Of course, there is one enormous supply of water that spans 70% of the planet: the ocean. Unusable saltwater is transformed into freshwater using a filtering process known as desalination. It’s a technique that’s been used mostly in the Middle East, but it’s also becoming more popular in water-stressed areas of the United States, notably California.
One important issue that desalination systems confront is the fouling of equipment caused by salt accumulation, which necessitates frequent cleaning of device parts or replacement completely if damaged. In quest of a solution, researchers at MIT and Shanghai Jiao Tong University in China created a solar-powered desalination device that prevents salt accumulation and may provide a family with continuous drinking water for as little as $4.

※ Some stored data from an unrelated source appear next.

use std::sync::Arc;
use std::time::Duration;

use anyhow::{Context, Result};
use reqwest::cookie::Jar;
use reqwest::header::{HeaderMap, HeaderValue, ACCEPT, ACCEPT_LANGUAGE, CONTENT_TYPE, LOCATION};
use reqwest::redirect;
use tokio::sync::Mutex;
use tokio::time::Instant;
use tracing::{debug, warn};
use url::Url;

use crate::config::{CrawlConfig, GEO_COOKIES};
use crate::error::{FetchError, FetchResult};

const MAX_REDIRECTS: usize = 10;

/// A successful response body, keyed by the URL it was finally served from.
#[derive(Debug, Clone)]
pub struct Fetched {
    pub url: Url,
    pub content_type: Option<String>,
    pub body: Vec<u8>,
}

impl Fetched {
    /// Responses without a content type are treated as HTML.
    pub fn is_html(&self) -> bool {
        self.content_type
            .as_deref()
            .map(|ct| ct.to_ascii_lowercase().contains("html"))
            .unwrap_or(true)
    }

    pub fn is_gzip(&self) -> bool {
        self.body.starts_with(&[0x1f, 0x8b])
    }

    pub fn text(&self) -> String {
        String::from_utf8_lossy(&self.body).into_owned()
    }
}

/// Spaces out request starts by a fixed delay across all tasks.
struct Pacer {
    delay: Duration,
    next: Mutex<Instant>,
}

impl Pacer {
    fn new(delay: Duration) -> Self {
        Self {
            delay,
            next: Mutex::new(Instant::now()),
        }
    }

    async fn wait(&self) {
        if self.delay.is_zero() {
            return;
        }
        // the lock is held while sleeping so waiters queue up in order
        let mut next = self.next.lock().await;
        let start = (*next).max(Instant::now());
        tokio::time::sleep_until(start).await;
        *next = start + self.delay;
    }
}

/// Shared HTTP client with geo cookies, pacing and retry.
pub struct Fetcher {
    client: reqwest::Client,
    pacer: Pacer,
    allowed_domain: String,
    max_retries: u32,
    backoff_base: Duration,
}

impl Fetcher {
    pub fn new(cfg: &CrawlConfig) -> Result<Self> {
        let jar = Arc::new(Jar::default());
        for raw in &cfg.sitemap_urls {
            let url = Url::parse(raw).with_context(|| format!("Invalid sitemap URL {raw}"))?;
            for (name, value) in GEO_COOKIES {
                jar.add_cookie_str(&format!("{name}={value}; Path=/"), &url);
            }
        }

        let mut headers = HeaderMap::new();
        headers.insert(ACCEPT, HeaderValue::from_str(&cfg.accept)?);
        headers.insert(ACCEPT_LANGUAGE, HeaderValue::from_str(&cfg.accept_language)?);

        // Offsite hops are not followed; fetch_once turns them into FetchError::Offsite
        let allowed_domain = cfg.allowed_domain.to_ascii_lowercase();
        let domain = allowed_domain.clone();
        let policy = redirect::Policy::custom(move |attempt| {
            if attempt.previous().len() >= MAX_REDIRECTS {
                attempt.error("too many redirects")
            } else if host_allowed(attempt.url(), &domain) {
                attempt.follow()
            } else {
                attempt.stop()
            }
        });

        let client = reqwest::Client::builder()
            .cookie_provider(jar)
            .redirect(policy)
            .default_headers(headers)
            .user_agent(cfg.user_agent.as_str())
            .timeout(Duration::from_secs(cfg.timeout_secs))
            .build()
            .context("Failed to build HTTP client")?;

        Ok(Self {
            client,
            pacer: Pacer::new(Duration::from_millis(cfg.download_delay_ms)),
            allowed_domain,
            max_retries: cfg.max_retries,
            backoff_base: Duration::from_millis(cfg.backoff_base_ms),
        })
    }

    /// True when the URL's host is the allowed domain or one of its subdomains.
    pub fn is_allowed(&self, url: &Url) -> bool {
        host_allowed(url, &self.allowed_domain)
    }

    /// Fetch with exponential backoff on retryable failures.
    pub async fn fetch(&self, url: &Url) -> FetchResult<Fetched> {
        if !self.is_allowed(url) {
            return Err(FetchError::Offsite { url: url.to_string() });
        }

        let mut attempt = 0;
        loop {
            match self.fetch_once(url).await {
                Ok(fetched) => return Ok(fetched),
                Err(e) if e.is_retryable() && attempt < self.max_retries => {
                    let backoff = backoff_delay(self.backoff_base, attempt);
                    warn!(
                        url = %url,
                        attempt = attempt + 1,
                        max_retries = self.max_retries,
                        "{e}, retrying in {:.1}s",
                        backoff.as_secs_f64()
                    );
                    tokio::time::sleep(backoff).await;
                    attempt += 1;
                }
                Err(e) => return Err(e),
            }
        }
    }

    async fn fetch_once(&self, url: &Url) -> FetchResult<Fetched> {
        self.pacer.wait().await;

        let transport = |source: reqwest::Error| FetchError::Transport {
            url: url.to_string(),
            source,
        };

        let start = std::time::Instant::now();
        let resp = self.client.get(url.clone()).send().await.map_err(transport)?;
        let status = resp.status();
        if status.is_redirection() {
            let target = resp
                .headers()
                .get(LOCATION)
                .and_then(|v| v.to_str().ok())
                .and_then(|loc| resp.url().join(loc).ok());
            if let Some(target) = target.filter(|t| !self.is_allowed(t)) {
                return Err(FetchError::Offsite { url: target.to_string() });
            }
        }
        if !self.is_allowed(resp.url()) {
            return Err(FetchError::Offsite { url: resp.url().to_string() });
        }
        if !status.is_success() {
            return Err(FetchError::Status {
                url: url.to_string(),
                status: status.as_u16(),
            });
        }

        let final_url = resp.url().clone();
        let content_type = resp
            .headers()
            .get(CONTENT_TYPE)
            .and_then(|v| v.to_str().ok())
            .map(str::to_string);
        let body = resp.bytes().await.map_err(transport)?.to_vec();

        debug!(
            url = %final_url,
            status = status.as_u16(),
            bytes = body.len(),
            latency_ms = start.elapsed().as_millis() as u64,
            "fetched"
        );

        Ok(Fetched {
            url: final_url,
            content_type,
            body,
        })
    }
}

/// `base * 2^attempt`, saturating instead of overflowing.
fn backoff_delay(base: Duration, attempt: u32) -> Duration {
    base.saturating_mul(2u32.saturating_pow(attempt))
}

fn host_allowed(url: &Url, domain: &str) -> bool {
    match url.host_str() {
        Some(host) => {
            let host = host.to_ascii_lowercase();
            host == domain || host.ends_with(&format!(".{domain}"))
        }
        None => false,
    }
}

The researchers describe their new invention in a new paper published on Monday in Nature Communications: a floating, low-cost, solar-powered desalination device that takes advantage of a natural phenomenon known as convection, which is the tendency of fluids (and gases) to rise to the top when heated and sink when cooled.
While typical desalination systems use a wick to pull salt and other impurities from the water via a device, the researchers devised a wickless, multilayer method. The bottom layer is perforated with small holes, which drive water up toward the upper layer, which is constructed of a dark substance that absorbs sunlight. Water at the surface is warmed by the sun’s rays, evaporates, and accumulates as potable water on a condensed surface. The salt that remains after the water evaporates runs down through the microscopic holes to the bottom layer.
According to Evelyn Wang, a mechanical engineer at MIT and co-author of the new work, this perforated layer allows for convection by permitting “natural convective circulation between the warmer top layer of water and the cooler reservoir below.”
The researcher’s test apparatus ran for a week without showing any evidence of salt buildup. When the researchers subjected the gadget to circumstances resembling waves on an ocean or a lake, it performed admirably and remained steady.
So now, this is only a proof of concept on a bench, but the researchers intend to evolve their technology into something that can be mass-produced and utilized by people and families, particularly those living in isolated regions. These gadgets might potentially be used to deliver clean water during disaster relief operations.
The study team also believes that the device’s solar power, which has been demonstrated to be 80% effective in converting solar energy into water vapor, has the potential to create concentrated steam that may be used to aid sterilize medical items in remote regions.
“I believe the developing world represents a significant potential,” Wang remarked. “Because of the simplicity of the design, I believe that is where the most likely influence will be felt in the short future.” [However], if we truly want to get it out there, we also need to engage with the end-users to ensure that they can adapt the way we design it and are eager to utilize it.”